Introducing ssh-agent
#
Both of those programs are emulating the features of
ssh-agent
, and we can get more control by using
that program directly. ssh-agent
is a somewhat weird program to
use since running just leaves it running in the background after it
prints out some shell commands:
$ ssh-agent
SSH_AUTH_SOCK=/tmp/ssh-iC8azplzRAjD/agent.25886; export SSH_AUTH_SOCK;
SSH_AGENT_PID=25887; export SSH_AGENT_PID;
echo Agent pid 25887;
To actually use it you can either run eval $(ssh-agent)
to run that shell code it outputs in the current shell or
ssh-agent bash
to have it start a new shell with those
environmental variables set. Then ssh
will see the
SSH_AUTH_SOCK
and SSH_AGENT_PID
variables and use that information
to communicate with the ssh-agent
process now running in the
background.
Once ssh-agent
is properly configured,
ssh-add
can be used to load keys. Usually the
argument isn't needed as you probably only have one key on your
computer placed in the default location when you generated it with
ssh-keygen
. If not, you can specify the private key
file as an argument to ssh-add
.
Same agent, many logins#
The environmental variables for ssh-agent
are only around in the
shell it was originally run in and its children. This could be the first
thing run on login, but with SSH, it's quite possibly to have many logins
to the same computer. It would be nice to be able to share an agent.

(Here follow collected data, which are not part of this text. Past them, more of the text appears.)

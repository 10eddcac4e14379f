// Rust Streaming Stats
// Author: Gabriel Demetrios Lafis

//! # Rust Streaming Stats
//!
//! A mapper/reducer pair computing summary statistics over a single numeric
//! column, meant to run as the two stages of a streaming batch job.
//!
//! ## Features
//!
//! - Record emitter tagging each valid numeric line with a constant key
//! - Aggregation engine for median, population standard deviation, min/max,
//!   90th percentile and skewness
//! - Optional CPU and memory sampling with JSON and SVG artifacts
//! - CSV column extraction to prepare emitter input
//!
//! ## Example
//!
//! ```rust
//! use rust_streaming_stats::processing::{Emitter, Reducer};
//!
//! let raw = "1\n2\nnot a number\n3\n4\n";
//!
//! // Map
//! let mut records = Vec::new();
//! let summary = Emitter::default().run(raw.as_bytes(), &mut records).unwrap();
//! assert_eq!(summary.skipped, 1);
//!
//! // Reduce
//! let mut output = Vec::new();
//! let reducer = Reducer::from_selector("median").unwrap();
//! reducer.run(records.as_slice(), &mut output).unwrap();
//!
//! assert_eq!(String::from_utf8(output).unwrap(), "Median\t2.5\n");
//! ```

pub mod data;
pub mod monitor;
pub mod processing;
pub mod storage;
pub mod utils;

// Re-export main types
pub use data::{Record, ResultLine, ValueSet};
pub use monitor::{ResourceMonitor, SystemSampler};
pub use processing::{Emitter, Reducer, Statistic, StatsProcessor};
pub use storage::MetricsStore;
pub use utils::Config;
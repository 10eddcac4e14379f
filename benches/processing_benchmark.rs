// Processing benchmarks
// Author: Gabriel Demetrios Lafis

use criterion::{black_box, criterion_group, criterion_main, BenchmarkId, Criterion};

use rust_streaming_stats::{
    data::ValueSet,
    processing::{Emitter, Reducer, Statistic, StatsProcessor},
};

fn make_values(n: usize) -> Vec<f64> {
    // deterministic pseudo-random spread
    (0..n).map(|i| ((i * 7919) % 10007) as f64 * 0.37).collect()
}

fn bench_statistics(c: &mut Criterion) {
    let mut group = c.benchmark_group("statistics");

    for size in [1_000usize, 100_000] {
        let values = ValueSet::from(make_values(size));

        for statistic in Statistic::ALL {
            let processor = StatsProcessor::new(statistic);
            group.bench_with_input(
                BenchmarkId::new(statistic.name(), size),
                &values,
                |b, values| b.iter(|| processor.compute(black_box(values)).unwrap()),
            );
        }
    }

    group.finish();
}

fn bench_pipeline(c: &mut Criterion) {
    let raw: String = make_values(50_000)
        .iter()
        .map(|v| format!("{}\n", v))
        .collect();

    c.bench_function("map_reduce_median_50k", |b| {
        b.iter(|| {
            let mut records = Vec::new();
            Emitter::default().run(raw.as_bytes(), &mut records).unwrap();

            let mut output = Vec::new();
            Reducer::from_selector("median")
                .unwrap()
                .run(records.as_slice(), &mut output)
                .unwrap();
            black_box(output)
        })
    });
}

criterion_group!(benches, bench_statistics, bench_pipeline);
criterion_main!(benches);
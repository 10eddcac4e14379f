// Resource sampling around a reducer run
// Author: Gabriel Demetrios Lafis

mod system;

pub use system::*;

use std::io::Write;
use std::time::Instant;

use log::warn;
use serde::{Deserialize, Serialize};
use thiserror::Error;

/// Marker lines delimiting the metrics report on the error stream
pub const REPORT_START: &str = "PERFORMANCE_METRICS_START";
pub const REPORT_END: &str = "PERFORMANCE_METRICS_END";

/// Represents an error in the monitor module
#[derive(Debug, Error)]
pub enum MonitorError {
    #[error("sampling facility unavailable: {0}")]
    Unavailable(String),

    #[error("process {0} not found")]
    ProcessNotFound(u32),
}

/// Raw numbers supplied by a sampling facility
#[derive(Debug, Clone, Copy, PartialEq)]
pub struct Reading {
    pub cpu_percent: f64,
    pub memory_mb: f64,
}

/// Represents a source of CPU and memory readings
pub trait SampleSource {
    /// Take one reading
    fn read_usage(&mut self) -> Result<Reading, MonitorError>;
}

/// One timestamped observation
#[derive(Debug, Clone, Copy, PartialEq, Serialize, Deserialize)]
pub struct ResourceSample {
    pub elapsed_seconds: f64,
    pub cpu_percent: f64,
    pub memory_mb: f64,
}

/// Sample series and totals of one run
#[derive(Debug, Clone, Default, PartialEq, Serialize, Deserialize)]
pub struct RunMetrics {
    pub runtime_seconds: f64,
    pub records_processed: usize,
    pub throughput: f64,
    pub samples: Vec<ResourceSample>,
}

/// Aggregates derived from a run's metrics
#[derive(Debug, Clone, Copy, Default, PartialEq, Serialize, Deserialize)]
pub struct MetricsSummary {
    pub runtime_seconds: f64,
    pub records_processed: usize,
    pub throughput: f64,
    pub avg_cpu_usage: f64,
    pub max_cpu_usage: f64,
    pub avg_memory_mb: f64,
    pub max_memory_mb: f64,
}

impl RunMetrics {
    /// Compute the summary over the collected samples
    pub fn summary(&self) -> MetricsSummary {
        let (avg_cpu_usage, max_cpu_usage) = avg_max(self.samples.iter().map(|s| s.cpu_percent));
        let (avg_memory_mb, max_memory_mb) = avg_max(self.samples.iter().map(|s| s.memory_mb));

        MetricsSummary {
            runtime_seconds: self.runtime_seconds,
            records_processed: self.records_processed,
            throughput: self.throughput,
            avg_cpu_usage,
            max_cpu_usage,
            avg_memory_mb,
            max_memory_mb,
        }
    }
}

fn avg_max<I: Iterator<Item = f64>>(values: I) -> (f64, f64) {
    let (count, sum, max) = values.fold((0usize, 0.0, f64::NEG_INFINITY), |(count, sum, max), v| {
        (count + 1, sum + v, max.max(v))
    });

    if count == 0 {
        (0.0, 0.0)
    } else {
        (sum / count as f64, max)
    }
}

impl MetricsSummary {
    /// Write the `key: value` report block framed by the marker lines
    pub fn write_report<W: Write>(&self, mut output: W) -> std::io::Result<()> {
        writeln!(output, "{}", REPORT_START)?;
        writeln!(output, "runtime_seconds: {:.4}", self.runtime_seconds)?;
        writeln!(output, "records_processed: {}", self.records_processed)?;
        writeln!(output, "throughput: {:.2}", self.throughput)?;
        writeln!(output, "avg_cpu_usage: {:.2}", self.avg_cpu_usage)?;
        writeln!(output, "max_cpu_usage: {:.2}", self.max_cpu_usage)?;
        writeln!(output, "avg_memory_mb: {:.2}", self.avg_memory_mb)?;
        writeln!(output, "max_memory_mb: {:.2}", self.max_memory_mb)?;
        writeln!(output, "{}", REPORT_END)?;
        output.flush()
    }
}

/// Samples CPU and memory at the start and end of a run (and on demand
/// in between) and derives throughput once the run stops.
///
/// Sampling failures are logged and the sample is dropped; the monitor never
/// reports an error to its caller.
pub struct ResourceMonitor<S: SampleSource> {
    source: S,
    started: Option<Instant>,
    metrics: RunMetrics,
}

impl<S: SampleSource> ResourceMonitor<S> {
    /// Create a new monitor over a sample source
    pub fn new(source: S) -> Self {
        ResourceMonitor {
            source,
            started: None,
            metrics: RunMetrics::default(),
        }
    }

    /// Reset the series and take the baseline sample
    pub fn start(&mut self) {
        self.metrics = RunMetrics::default();
        self.started = Some(Instant::now());
        self.sample();
    }

    /// Take one sample; ignored before `start`
    pub fn sample(&mut self) {
        let started = match self.started {
            Some(started) => started,
            None => {
                warn!("Resource sample requested before monitoring started");
                return;
            }
        };

        // Timestamp before reading so the baseline sample sits at zero
        let elapsed_seconds = started.elapsed().as_secs_f64();

        match self.source.read_usage() {
            Ok(reading) => self.metrics.samples.push(ResourceSample {
                elapsed_seconds,
                cpu_percent: reading.cpu_percent,
                memory_mb: reading.memory_mb,
            }),
            Err(err) => warn!("Skipping resource sample: {}", err),
        }
    }

    /// Take the final sample and derive runtime and throughput
    pub fn stop(&mut self, records_processed: usize) -> MetricsSummary {
        self.sample();

        let runtime = self.started
            .map(|started| started.elapsed().as_secs_f64())
            .unwrap_or(0.0);

        self.metrics.runtime_seconds = runtime;
        self.metrics.records_processed = records_processed;
        self.metrics.throughput = if runtime > 0.0 {
            records_processed as f64 / runtime
        } else {
            0.0
        };

        self.summary()
    }

    pub fn summary(&self) -> MetricsSummary {
        self.metrics.summary()
    }

    pub fn metrics(&self) -> &RunMetrics {
        &self.metrics
    }
}
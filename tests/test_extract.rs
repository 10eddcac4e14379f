// CSV column extraction tests
// Author: Gabriel Demetrios Lafis

use std::io::Write;

use tempfile::NamedTempFile;

use rust_streaming_stats::{
    data::{ColumnExtractor, DataError, ExtractSummary},
    processing::Emitter,
};

const RETAIL: &str = "\
Invoice,Quantity,Price,Customer ID
536365,6,2.55,17850
536366,0,1.85,17850
C536379,-1,27.50,14527
536367,,3.39,13047
536368,4,abc,13047
536369,2,0.5,
";

fn extract(extractor: &ColumnExtractor, csv: &str) -> (String, ExtractSummary) {
    let mut output = Vec::new();
    let summary = extractor.extract(csv.as_bytes(), &mut output).unwrap();
    (String::from_utf8(output).unwrap(), summary)
}

#[test]
fn test_extract_single_column() {
    let (values, summary) = extract(&ColumnExtractor::new("Price"), RETAIL);

    assert_eq!(values, "2.55\n1.85\n27.5\n3.39\n0.5\n");
    assert_eq!(summary, ExtractSummary { rows: 6, written: 5, skipped: 1 });
}

#[test]
fn test_extract_positive_only() {
    let extractor = ColumnExtractor::new("Quantity").positive_only(true);
    let (values, summary) = extract(&extractor, RETAIL);

    assert_eq!(values, "6\n4\n2\n");
    assert_eq!(summary.skipped, 3);
}

#[test]
fn test_extract_product_of_columns() {
    let extractor = ColumnExtractor::new("Quantity").times("Price").positive_only(true);
    let (values, summary) = extract(&extractor, RETAIL);

    let amounts: Vec<f64> = values.lines().map(|v| v.parse().unwrap()).collect();
    assert_eq!(amounts.len(), 2);
    assert!((amounts[0] - 15.3).abs() < 1e-9);
    assert_eq!(amounts[1], 1.0);
    assert_eq!(summary.written, 2);
}

#[test]
fn test_extract_missing_column() {
    let mut output = Vec::new();
    let err = ColumnExtractor::new("Total Spend")
        .extract(RETAIL.as_bytes(), &mut output)
        .unwrap_err();

    assert!(matches!(err, DataError::ColumnNotFound(ref name) if name == "Total Spend"));
}

#[test]
fn test_extract_file_feeds_emitter() {
    let mut file = NamedTempFile::new().unwrap();
    write!(file, "Customer ID;Total Spend\n101;1120.20\n102;780.50\n103;\n").unwrap();

    let mut values = Vec::new();
    let summary = ColumnExtractor::new("Total Spend")
        .with_delimiter(b';')
        .extract_file(file.path(), &mut values)
        .unwrap();
    assert_eq!(summary.written, 2);

    let mut records = Vec::new();
    let emitted = Emitter::default().run(values.as_slice(), &mut records).unwrap();
    assert_eq!(emitted.emitted, 2);
    assert_eq!(emitted.skipped, 0);
    assert_eq!(String::from_utf8(records).unwrap(), "values\t1120.2\nvalues\t780.5\n");
}

#[test]
fn test_extract_drops_cancelled_and_incomplete_rows() {
    let extractor = ColumnExtractor::new("Price")
        .exclude_prefix("Invoice", "C")
        .require("Customer ID");
    let (values, summary) = extract(&extractor, RETAIL);

    assert_eq!(values, "2.55\n1.85\n3.39\n");
    assert_eq!(summary, ExtractSummary { rows: 6, written: 3, skipped: 3 });
}

#[test]
fn test_extract_filter_on_missing_column() {
    let mut output = Vec::new();
    let err = ColumnExtractor::new("Price")
        .exclude_prefix("StockCode", "POST")
        .extract(RETAIL.as_bytes(), &mut output)
        .unwrap_err();

    assert!(matches!(err, DataError::ColumnNotFound(ref name) if name == "StockCode"));
    assert!(output.is_empty());
}

#[test]
fn test_extract_tab_delimited() {
    let extractor = ColumnExtractor::new("b").with_delimiter(b'\t');
    let (values, summary) = extract(&extractor, "a\tb\n1\t2.5\n3\t-4\n");

    assert_eq!(values, "2.5\n-4\n");
    assert_eq!(summary.written, 2);
}
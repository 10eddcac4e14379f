// Validation utilities
// Author: Gabriel Demetrios Lafis

/// Parse a decimal literal, accepting only finite numbers.
///
/// Leading and trailing whitespace is ignored. Blank input, non-numeric text,
/// `NaN` and infinities all yield `None`.
pub fn parse_finite(text: &str) -> Option<f64> {
    let trimmed = text.trim();
    if trimmed.is_empty() {
        return None;
    }

    trimmed.parse::<f64>().ok().filter(|v| v.is_finite())
}

/// Validate that a percentile lies in (0, 100]
pub fn validate_percentile(percentile: f64) -> Result<(), String> {
    if percentile.is_nan() || percentile <= 0.0 {
        return Err("'percentile' must be positive".to_string());
    }

    validate_range(percentile, 0.0, 100.0, "percentile")
}

/// Validate that a numeric value is in range
pub fn validate_range<T: PartialOrd + std::fmt::Display>(
    value: T,
    min: T,
    max: T,
    name: &str,
) -> Result<(), String> {
    if value < min || value > max {
        Err(format!(
            "'{}' must be between {} and {}",
            name, min, max
        ))
    } else {
        Ok(())
    }
}
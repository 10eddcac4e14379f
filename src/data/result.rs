// Result line written by the reducer and read back by result extraction
// Author: Gabriel Demetrios Lafis

use std::fmt;

use super::{DataError, FIELD_DELIMITER};

/// A single `<Label>\t<Value>` result line
#[derive(Debug, Clone, PartialEq)]
pub struct ResultLine {
    pub label: String,
    pub value: String,
}

impl ResultLine {
    /// Create a new result line
    pub fn new<L: Into<String>, V: Into<String>>(label: L, value: V) -> Self {
        ResultLine {
            label: label.into(),
            value: value.into(),
        }
    }

    /// Parse a result line.
    ///
    /// Any whitespace separates the two fields, matching extractors that
    /// split on whitespace rather than on the tab delimiter.
    pub fn parse(line: &str) -> Result<Self, DataError> {
        let fields: Vec<&str> = line.split_whitespace().collect();

        match fields.as_slice() {
            [label, value] => Ok(ResultLine::new(*label, *value)),
            _ => Err(DataError::FieldCount(fields.len())),
        }
    }

    /// Parse the value as a single number, if it is one
    pub fn numeric_value(&self) -> Option<f64> {
        self.value.parse().ok()
    }

    /// Split a `min=<a>,max=<b>` value into its two bounds
    pub fn min_max(&self) -> Option<(f64, f64)> {
        let (min_part, max_part) = self.value.split_once(',')?;
        let min = min_part.strip_prefix("min=")?.parse().ok()?;
        let max = max_part.strip_prefix("max=")?.parse().ok()?;
        Some((min, max))
    }
}

impl fmt::Display for ResultLine {
    fn fmt(&self, f: &mut fmt::Formatter) -> fmt::Result {
        write!(f, "{}{}{}", self.label, FIELD_DELIMITER, self.value)
    }
}
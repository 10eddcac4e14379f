// Rust Streaming Stats - Main executable
// Author: Gabriel Demetrios Lafis

use std::fs::File;
use std::io::{self, BufRead, BufReader, BufWriter, Write};
use std::path::Path;
use std::process;

use anyhow::Context;
use clap::{Arg, ArgMatches, Command};
use log::{info, warn};

use rust_streaming_stats::{
    data::ColumnExtractor,
    monitor::{ResourceMonitor, SystemSampler},
    processing::{
        write_result, Emitter, ProcessingError, Reducer, Statistic, StatsProcessor, ValueFormat,
    },
    storage::persist_run_artifacts,
    utils::{init_logging, AppError, AppResult, Config},
};

fn build_cli() -> Command<'static> {
    Command::new("Rust Streaming Stats")
        .version(env!("CARGO_PKG_VERSION"))
        .author("Gabriel Demetrios Lafis")
        .about("Mapper and reducer for single-column summary statistics")
        .subcommand_required(true)
        .arg_required_else_help(true)
        .arg(
            Arg::new("config")
                .short('c')
                .long("config")
                .value_name("FILE")
                .help("Sets a custom config file (.json, .yaml)")
                .takes_value(true)
                .global(true),
        )
        .arg(
            Arg::new("log-level")
                .long("log-level")
                .value_name("LEVEL")
                .help("Overrides the log level (off, error, warn, info, debug, trace)")
                .takes_value(true)
                .global(true),
        )
        .subcommand(
            Command::new("map")
                .about("Emit one keyed record per numeric input line")
                .arg(
                    Arg::new("key")
                        .short('k')
                        .long("key")
                        .value_name("KEY")
                        .help("Sets the record key")
                        .takes_value(true),
                )
                .arg(input_arg())
                .arg(
                    Arg::new("report-skipped")
                        .long("report-skipped")
                        .help("Prints the number of skipped lines to stderr"),
                ),
        )
        .subcommand(
            Command::new("reduce")
                .about("Compute one statistic over the records on the input")
                .arg(
                    Arg::new("function")
                        .value_name("FUNCTION")
                        .help("median, stddev, minmax, percentile or skewness")
                        .required(true)
                        .index(1),
                )
                .arg(input_arg())
                .arg(
                    Arg::new("precision")
                        .short('p')
                        .long("precision")
                        .value_name("DIGITS")
                        .help("Prints the result with a fixed number of decimals")
                        .takes_value(true),
                )
                .arg(
                    Arg::new("monitor")
                        .short('m')
                        .long("monitor")
                        .help("Samples CPU and memory during the run"),
                )
                .arg(
                    Arg::new("logs-dir")
                        .long("logs-dir")
                        .value_name("DIR")
                        .help("Sets the directory for metrics artifacts")
                        .takes_value(true),
                )
                .arg(
                    Arg::new("no-plot")
                        .long("no-plot")
                        .help("Skips the performance plot"),
                )
                .arg(
                    Arg::new("no-metrics")
                        .long("no-metrics")
                        .help("Skips the metrics document"),
                ),
        )
        .subcommand(
            Command::new("extract")
                .about("Extract a numeric CSV column as one value per line")
                .arg(input_arg().required(true))
                .arg(
                    Arg::new("column")
                        .long("column")
                        .value_name("NAME")
                        .help("Column to extract")
                        .takes_value(true)
                        .required(true),
                )
                .arg(
                    Arg::new("times")
                        .long("times")
                        .value_name("NAME")
                        .help("Multiplies each value by this column")
                        .takes_value(true),
                )
                .arg(
                    Arg::new("positive-only")
                        .long("positive-only")
                        .help("Keeps only values greater than zero"),
                )
                .arg(
                    Arg::new("exclude-prefix")
                        .long("exclude-prefix")
                        .value_name("COLUMN=PREFIX")
                        .help("Drops rows whose COLUMN starts with PREFIX")
                        .takes_value(true)
                        .multiple_occurrences(true),
                )
                .arg(
                    Arg::new("require")
                        .long("require")
                        .value_name("NAME")
                        .help("Drops rows where this column is empty")
                        .takes_value(true)
                        .multiple_occurrences(true),
                )
                .arg(
                    Arg::new("output")
                        .short('o')
                        .long("output")
                        .value_name("FILE")
                        .help("Writes to a file instead of stdout")
                        .takes_value(true),
                ),
        )
}

fn input_arg() -> Arg<'static> {
    Arg::new("input")
        .short('i')
        .long("input")
        .value_name("FILE")
        .help("Reads from a file instead of stdin")
        .takes_value(true)
}

/// Value of a global option, whether given before or after the subcommand
fn global_value<'a>(matches: &'a ArgMatches, name: &str) -> Option<&'a str> {
    matches.value_of(name).or_else(|| {
        matches
            .subcommand()
            .and_then(|(_, sub)| sub.value_of(name))
    })
}

fn load_config(matches: &ArgMatches) -> anyhow::Result<Config> {
    let mut config = match global_value(matches, "config") {
        Some(path) => Config::from_file(path)
            .with_context(|| format!("failed to load config file {}", path))?,
        None => Config::default(),
    };

    if let Some(level) = global_value(matches, "log-level") {
        config.logging.level = level.to_string();
    }

    Ok(config)
}

fn open_input(path: Option<&str>) -> AppResult<Box<dyn BufRead>> {
    match path {
        Some(path) => Ok(Box::new(BufReader::new(File::open(path)?))),
        None => Ok(Box::new(BufReader::new(io::stdin()))),
    }
}

fn run_map(config: &Config, matches: &ArgMatches) -> AppResult<()> {
    let key = matches.value_of("key").unwrap_or(&config.emitter.key);
    if key.is_empty() || key.contains(['\t', '\n']) {
        return Err(AppError::Config(format!("invalid record key {:?}", key)));
    }

    let input = open_input(matches.value_of("input"))?;
    let stdout = io::stdout();
    let output = BufWriter::new(stdout.lock());

    let summary = Emitter::new(key).run(input, output)?;

    if matches.is_present("report-skipped") {
        eprintln!("skipped={}", summary.skipped);
    }

    Ok(())
}

fn run_reduce(config: &Config, matches: &ArgMatches) -> AppResult<()> {
    // Selector problems must surface before any input is read
    let selector = matches.value_of("function").unwrap_or_default();
    let statistic = selector.parse::<Statistic>()?;

    let precision = match matches.value_of("precision") {
        Some(digits) => Some(digits.parse::<usize>().map_err(|_| {
            AppError::Config(format!("invalid precision '{}'", digits))
        })?),
        None => config.reducer.precision,
    };

    let processor = StatsProcessor::new(statistic)
        .with_percentile(config.reducer.percentile)?
        .with_format(ValueFormat::from_precision(precision));
    let reducer = Reducer::new(processor);

    let input = open_input(matches.value_of("input"))?;

    let monitoring = matches.is_present("monitor") || config.monitor.enabled;
    let mut monitor = if monitoring {
        match SystemSampler::new() {
            Ok(sampler) => Some(ResourceMonitor::new(sampler)),
            Err(err) => {
                warn!("Resource monitoring disabled: {}", err);
                None
            }
        }
    } else {
        None
    };

    if let Some(monitor) = monitor.as_mut() {
        monitor.start();
    }

    let outcome = reduce_to_stdout(&reducer, input, monitor.as_mut());

    if let Some(monitor) = monitor.as_mut() {
        let records = *outcome.as_ref().unwrap_or(&0);
        finalize_monitor(config, matches, monitor, reducer.statistic().name(), records);
    }

    outcome.map(|_| ()).map_err(AppError::from)
}

fn reduce_to_stdout(
    reducer: &Reducer,
    input: Box<dyn BufRead>,
    monitor: Option<&mut ResourceMonitor<SystemSampler>>,
) -> Result<usize, ProcessingError> {
    let values = reducer.ingest(input)?;

    if let Some(monitor) = monitor {
        monitor.sample();
    }

    let result = reducer.finish(&values)?;
    let stdout = io::stdout();
    write_result(&result, stdout.lock())?;

    Ok(values.len())
}

fn finalize_monitor(
    config: &Config,
    matches: &ArgMatches,
    monitor: &mut ResourceMonitor<SystemSampler>,
    function: &str,
    records: usize,
) {
    let summary = monitor.stop(records);
    info!(
        "Processed {} records in {:.3}s",
        summary.records_processed, summary.runtime_seconds
    );

    if config.monitor.report {
        let stderr = io::stderr();
        if let Err(err) = summary.write_report(stderr.lock()) {
            warn!("Could not write metrics report: {}", err);
        }
    }

    let logs_dir = matches.value_of("logs-dir").unwrap_or(&config.monitor.logs_dir);
    persist_run_artifacts(
        Path::new(logs_dir),
        function,
        monitor.metrics(),
        config.monitor.save_metrics && !matches.is_present("no-metrics"),
        config.monitor.save_plot && !matches.is_present("no-plot"),
    );
}

fn run_extract(matches: &ArgMatches) -> AppResult<()> {
    let column = matches.value_of("column").unwrap_or_default();
    let mut extractor = ColumnExtractor::new(column)
        .positive_only(matches.is_present("positive-only"));
    if let Some(times) = matches.value_of("times") {
        extractor = extractor.times(times);
    }
    for filter in matches.values_of("exclude-prefix").into_iter().flatten() {
        let (name, prefix) = filter.split_once('=').ok_or_else(|| {
            AppError::Config(format!("expected COLUMN=PREFIX, got '{}'", filter))
        })?;
        extractor = extractor.exclude_prefix(name, prefix);
    }
    for name in matches.values_of("require").into_iter().flatten() {
        extractor = extractor.require(name);
    }

    let input = matches.value_of("input").unwrap_or_default();
    let output: Box<dyn Write> = match matches.value_of("output") {
        Some(path) => Box::new(BufWriter::new(File::create(path)?)),
        None => Box::new(BufWriter::new(io::stdout())),
    };

    let summary = extractor.extract_file(input, output)?;
    eprintln!(
        "rows={} written={} skipped={}",
        summary.rows, summary.written, summary.skipped
    );

    Ok(())
}

fn main() {
    let matches = build_cli().get_matches();

    let config = match load_config(&matches) {
        Ok(config) => config,
        Err(err) => {
            eprintln!("Error: {:#}", err);
            process::exit(2);
        }
    };

    let stage = matches.subcommand_name().unwrap_or("stats");
    if let Err(err) = init_logging(stage, config.log_level_filter()) {
        eprintln!("Error initializing logger: {}", err);
    }

    let result = match matches.subcommand() {
        Some(("map", sub)) => run_map(&config, sub),
        Some(("reduce", sub)) => run_reduce(&config, sub),
        Some(("extract", sub)) => run_extract(sub),
        _ => Err(AppError::Config("no subcommand specified".to_string())),
    };

    if let Err(err) = result {
        eprintln!("Error: {}", err);
        process::exit(err.exit_code());
    }
}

There are some solutions online, but the one I
use is a script I got from my friend Trevor Caira called
ssh-reclaim
. To use it, download
ssh-reclaim
, save it as ~/bin/ssh-reclaim
,
and add the following to your ~/.bash_profile
to run it on every login:
if [ -f bin/ssh-reclaim ]; then
. bin/ssh-reclaim
fi
Because ssh-reclaim
sets environmental variables, it has to be sourced
with .
, so it will run in the current context instead of a
subshell.
The script works by storing the agent's socket in ~/.ssh/
(tagged with
the hostname so it works with home directories shared by multiple hosts)
and uses it to reconnect to the ssh-agent
process. If it can't
find one it can connect to, then it deletes any old sockets and kills
any ssh-agent
processes it can't connect to before starting a new
one.
Agent forwarding#
If you find yourself often SSHing into a computer and from there SSHing
into another computer, SSH agent forwarding may
better suit your needs. That allows a computer you connect to over SSH
to use the ssh-agent
of the computer you are connecting from.
For details on what's going on with public key authenication and SSH agent forwarding, this page explains it in detail with diagrams.
Comments
Have something to add? Post a comment by sending an email to comments@aweirdimagination.net. You may use Markdown for formatting.
There are no comments yet.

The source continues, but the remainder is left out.